Para começar, seria necessário chegar a um acordo sobre o que chamamos de democracia. Na Europa, nos acostumamos a identificar a democracia com o sistema duplo de instituições representativas e do livre mercado. Hoje, esse idílio é uma coisa do passado: o livre mercado se mostra cada vez mais como uma força de constrição que transforma as instituições representativas em simples agentes da sua vontade e reduz a liberdade de escolha dos cidadãos às variantes de uma mesma lógica fundamental. Nessa situação, ou denunciamos a própria ideia de democracia como uma ilusão, ou repensamos completamente o que a democracia, no sentido forte do termo, significa. Para começar, a democracia não é uma forma de Estado. Ela é, em primeiro lugar, a realidade de um poder do povo que não pode jamais coincidir com uma forma de Estado. Sempre haverá tensão entre a democracia como exercício de um poder compartilhado de pensar e agir, e o Estado, cujo princípio mesmo é apropriar-se desse poder. Evidentemente, os estados justificam essa apropriação argumentando a complexidade dos problemas, a necessidade de se pensar a longo prazo etc. Mas a verdade é que os políticos estão muito mais submetidos ao presente. Recuperar os valores da democracia é, em primeiro lugar, reafirmar a existência de uma capacidade de julgar e decidir, que é a de todos, frente a essa monopolização. É também reafirmar a necessidade de que essa capacidade seja exercida através de instituições próprias, distintas do Estado. A primeira virtude democrática é essa virtude da confiança na capacidade de qualquer um.

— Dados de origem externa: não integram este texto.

//! Lint engine (C11): independent rules over a materialized target,
//! concatenated and sorted into one stable, always-non-fatal result.

pub mod context;
pub mod engine;
pub mod rules;

pub use context::{LintContext, LintSpace};
pub use engine::run;

#[cfg(test)]
mod tests {
    use super::*;
    use asp_types::manifest::{PluginOverrides, SpaceDeps, SpaceSettings};
    use asp_types::{CommitSha, SpaceId, SpaceKey, SpaceManifest};
    use std::collections::BTreeMap;

    fn manifest(id: &str) -> SpaceManifest {
        SpaceManifest {
            schema: 1,
            id: SpaceId::parse(id).unwrap(),
            version: "1.0.0".to_string(),
            description: None,
            plugin: PluginOverrides::default(),
            deps: SpaceDeps::default(),
            settings: SpaceSettings::default(),
            harness: Default::default(),
            harness_sections: BTreeMap::new(),
        }
    }

    fn space(id: &str, plugin_path: std::path::PathBuf) -> LintSpace {
        LintSpace {
            key: SpaceKey::new(SpaceId::parse(id).unwrap(), CommitSha::parse("dev").unwrap()),
            manifest: manifest(id),
            plugin_path,
        }
    }

    #[test]
    fn reports_w101_when_lock_absent() {
        let ctx = LintContext { spaces: Vec::new(), lock_present: false, harness_id: None };
        let warnings = run(&ctx);
        assert_eq!(warnings.len(), 1);
        assert_eq!(warnings[0].code, "W101");
    }

    #[test]
    fn clean_context_produces_no_warnings() {
        let ctx = LintContext::new(Vec::new());
        assert!(run(&ctx).is_empty());
    }

    #[test]
    fn flags_command_base_name_collision_across_spaces() {
        let td = tempfile::tempdir().unwrap();
        let a = td.path().join("a");
        let b = td.path().join("b");
        std::fs::create_dir_all(a.join("commands")).unwrap();
        std::fs::create_dir_all(b.join("commands")).unwrap();
        std::fs::write(a.join("commands").join("build.md"), "# build").unwrap();
        std::fs::write(b.join("commands").join("build.md"), "# build").unwrap();

        let ctx = LintContext::new(vec![space("a", a), space("b", b)]);
        let warnings = run(&ctx);
        assert!(warnings.iter().any(|w| w.code == "W201"));
    }

    #[test]
    fn flags_hooks_dir_with_neither_config_file() {
        let td = tempfile::tempdir().unwrap();
        let a = td.path().join("a");
        std::fs::create_dir_all(a.join("hooks")).unwrap();

        let ctx = LintContext::new(vec![space("a", a)]);
        let warnings = run(&ctx);
        assert!(warnings.iter().any(|w| w.code == "W204"));
    }

    #[test]
    fn flags_pi_harness_unable_to_honor_hooks() {
        let td = tempfile::tempdir().unwrap();
        let a = td.path().join("a");
        std::fs::create_dir_all(a.join("hooks")).unwrap();
        std::fs::write(a.join("hooks").join("hooks.toml"), "[[pre_tool_use]]\ncommand = \"check.sh\"\n").unwrap();

        let mut ctx = LintContext::new(vec![space("a", a)]);
        ctx.harness_id = Some("pi".to_string());
        let warnings = run(&ctx);
        assert!(warnings.iter().any(|w| w.code == "W301"));
    }
}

No prefácio de seu livro, o Sr. critica os políticos e os intelectuais, mas qual é a responsabilidade dos cidadãos na atual situação e na crise econômica?

Para caracterizar os fenômenos do nosso tempo é necessário, em primeiro lugar, questionar o conceito de crise. Fala-se da crise da sociedade, da crise da democracia etc. É uma maneira de culpar as vítimas da situação atual. Pois bem, essa situação não é o resultado de uma doença da civilização, e sim da violência com que os senhores do mundo dirigem hoje a sua ofensiva contra os povos. O grande defeito dos cidadãos continua sendo, hoje, o mesmo de sempre: deixar-se despojar de seu poder. Ora, o poder dos cidadãos é, acima de tudo, o poder de agir por si próprios, de constituir-se em força autônoma. A cidadania não é uma prerrogativa ligada ao fato de haver sido contabilizado no censo como habitante e eleitor em um país; ela é, acima de tudo, um exercício que não pode ser delegado. Portanto, é preciso opor claramente esse exercício da ação cidadã aos discursos moralizantes que se  ouvem em quase todos os lugares sobre a responsabilidade dos cidadãos na crise da democracia. Esses discursos lamentam o desinteresse dos cidadãos pelo vida pública e o imputam à deriva individualista dos indivíduos consumidores. Essas supostas chamadas à responsabilidade cidadã só têm, na verdade, um efeito: culpar os cidadãos para prendê-los mais facilmente no jogo institucional que só consiste em selecionar, entre os membros da classe dominante, aqueles por quem os cidadãos preferirão deixar-se despojar de sua potência de agir.